2022-01-11 Thread rguenth at gcc dot gnu.org via Gcc-bugs
https://gcc.gnu.org/bugzilla/show_bug.cgi?id=98167

--- Comment #20 from Richard Biener  ---
-fno-trapping-math tells us we are not concerned about FP exception flags (so
say spurious FP_INEXACT is OK), -fno-signalling-nans is needed as well I guess.

Oh, and in practice performing the multiplication for elements that are
NaN or denormal might trigger very slow paths in the CPU which means
the optimization could be a pessimization runtime wise.  Eventually
zeroing the unused lanes in one(?) of the operands is enough to avoid that
(for denormal, I guess 0 * NaN is still NaN).

[Bug target/98167] [x86] Failure to optimize operation on indentically shuffled operands into a shuffle of the result of the operation

2021-08-27 Thread pinskia at gcc dot gnu.org via Gcc-bugs
https://gcc.gnu.org/bugzilla/show_bug.cgi?id=98167

--- Comment #19 from Andrew Pinski  ---
(In reply to Hongtao.liu from comment #18)
> For vector integers it should be ok?
> For vector floating point we can add condition
> flag_unsafe_math_optimizations || !flag_trapping_math for the optimization.

I think only flag_trapping_math needed really.
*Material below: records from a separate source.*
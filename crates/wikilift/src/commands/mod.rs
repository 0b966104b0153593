//! CLI subcommands.

mod analyze;
mod upload;

pub(crate) use analyze::AnalyzeArgs;
pub(crate) use upload::UploadArgs;
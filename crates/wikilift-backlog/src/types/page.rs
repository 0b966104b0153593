//! Backlog wiki page types.

use serde::Deserialize;

/// Full wiki page as returned by get/create/update.
#[derive(Debug, Clone, Deserialize)]
#[serde(rename_all = "camelCase")]
pub struct WikiPage {
    /// Page id.
    pub id: u64,
    /// Owning project id.
    pub project_id: u64,
    /// Page name; `/` separators form a nested page path.
    pub name: String,
    /// Page content (Markdown).
    #[serde(default)]
    pub content: String,
    /// Page tags.
    #[serde(default)]
    pub tags: Vec<Tag>,
}

/// Wiki page tag.
#[derive(Debug, Clone, Deserialize)]
pub struct Tag {
    pub id: u64,
    pub name: String,
}

/// Entry of the wiki list endpoint (content omitted by the API).
#[derive(Debug, Clone, Deserialize)]
#[serde(rename_all = "camelCase")]
pub struct WikiEntry {
    pub id: u64,
    pub name: String,
}
//! CLI error types.

use wikilift_config::CredentialsError;
use wikilift_core::{ConvertError, DiscoverError};

/// CLI error type.
#[derive(Debug, thiserror::Error)]
pub(crate) enum CliError {
    #[error("{0}")]
    Credentials(#[from] CredentialsError),

    #[error("{0}")]
    Convert(#[from] ConvertError),

    #[error("{0}")]
    Discover(#[from] DiscoverError),

    #[error("{0}")]
    Io(#[from] std::io::Error),

    #[error("{0}")]
    Json(#[from] serde_json::Error),

    #[error("{0} file(s) failed")]
    Batch(usize),
}
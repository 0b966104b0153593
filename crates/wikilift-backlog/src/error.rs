//! Error types for Backlog API operations.

use wikilift_core::WikiError;

/// Error from Backlog API operations.
#[derive(Debug, thiserror::Error)]
pub enum BacklogError {
    /// Authentication or authorization rejected (HTTP 401/403).
    #[error("authentication failed (HTTP {status}): {body}")]
    Auth { status: u16, body: String },

    /// Entity does not exist (HTTP 404).
    #[error("not found: {body}")]
    NotFound { body: String },

    /// Any other HTTP failure. `status` 0 means the request never
    /// reached the server.
    #[error("HTTP error: {status} - {body}")]
    Http { status: u16, body: String },

    /// IO error (attachment file reading).
    #[error("IO error: {0}")]
    Io(#[from] std::io::Error),

    /// JSON serialization/deserialization error.
    #[error("JSON error: {0}")]
    Json(String),
}

impl BacklogError {
    /// Classify an HTTP error status into the API error taxonomy.
    pub(crate) fn from_status(status: u16, body: String) -> Self {
        match status {
            401 | 403 => Self::Auth { status, body },
            404 => Self::NotFound { body },
            _ => Self::Http { status, body },
        }
    }
}

impl From<serde_json::Error> for BacklogError {
    fn from(e: serde_json::Error) -> Self {
        BacklogError::Json(e.to_string())
    }
}

impl From<ureq::Error> for BacklogError {
    fn from(e: ureq::Error) -> Self {
        BacklogError::Http {
            status: 0,
            body: e.to_string(),
        }
    }
}

impl From<BacklogError> for WikiError {
    fn from(err: BacklogError) -> Self {
        match &err {
            BacklogError::Auth { .. } => WikiError::Auth(err.to_string()),
            BacklogError::NotFound { .. } => WikiError::NotFound(err.to_string()),
            _ => WikiError::Request(err.to_string()),
        }
    }
}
[Bug target/98167] [x86] Failure to optimize operation on indentically shuffled operands into a shuffle of the result of the operation

2021-08-27 Thread crazylht at gmail dot com via Gcc-bugs
https://gcc.gnu.org/bugzilla/show_bug.cgi?id=98167

--- Comment #18 from Hongtao.liu  ---
(In reply to Andrew Pinski from comment #17)
> (In reply to Hongtao.liu from comment #16)
> > typedef int v4si __attribute__ ((vector_size(16)));
> > 
> > v4si f(v4si a, v4si b) {
> > v4si a1 = __builtin_shufflevector (a, a, 2, 3 ,1 ,0);
> > v4si b1 = __builtin_shufflevector (b, a, 2, 3 ,1 ,0);
> > return a1 * b1;
> > }
> > 
> > gcc generate 
> > 
> > f:
> > vpshufd xmm1, xmm1, 30
> > vpshufd xmm0, xmm0, 30
> > vpmulld xmm0, xmm0, xmm1
> > ret
> > 
> > llvm generate
> > 
> > f:  # @f
> > vpmulld xmm0, xmm1, xmm0
> > vpshufd xmm0, xmm0, 30  # xmm0 = xmm0[2,3,1,0]
> > ret
> 
> For the above, this is safe for -ftrapping-math as all elements are still
> used.  It is when elements that are not used it might not be safe ...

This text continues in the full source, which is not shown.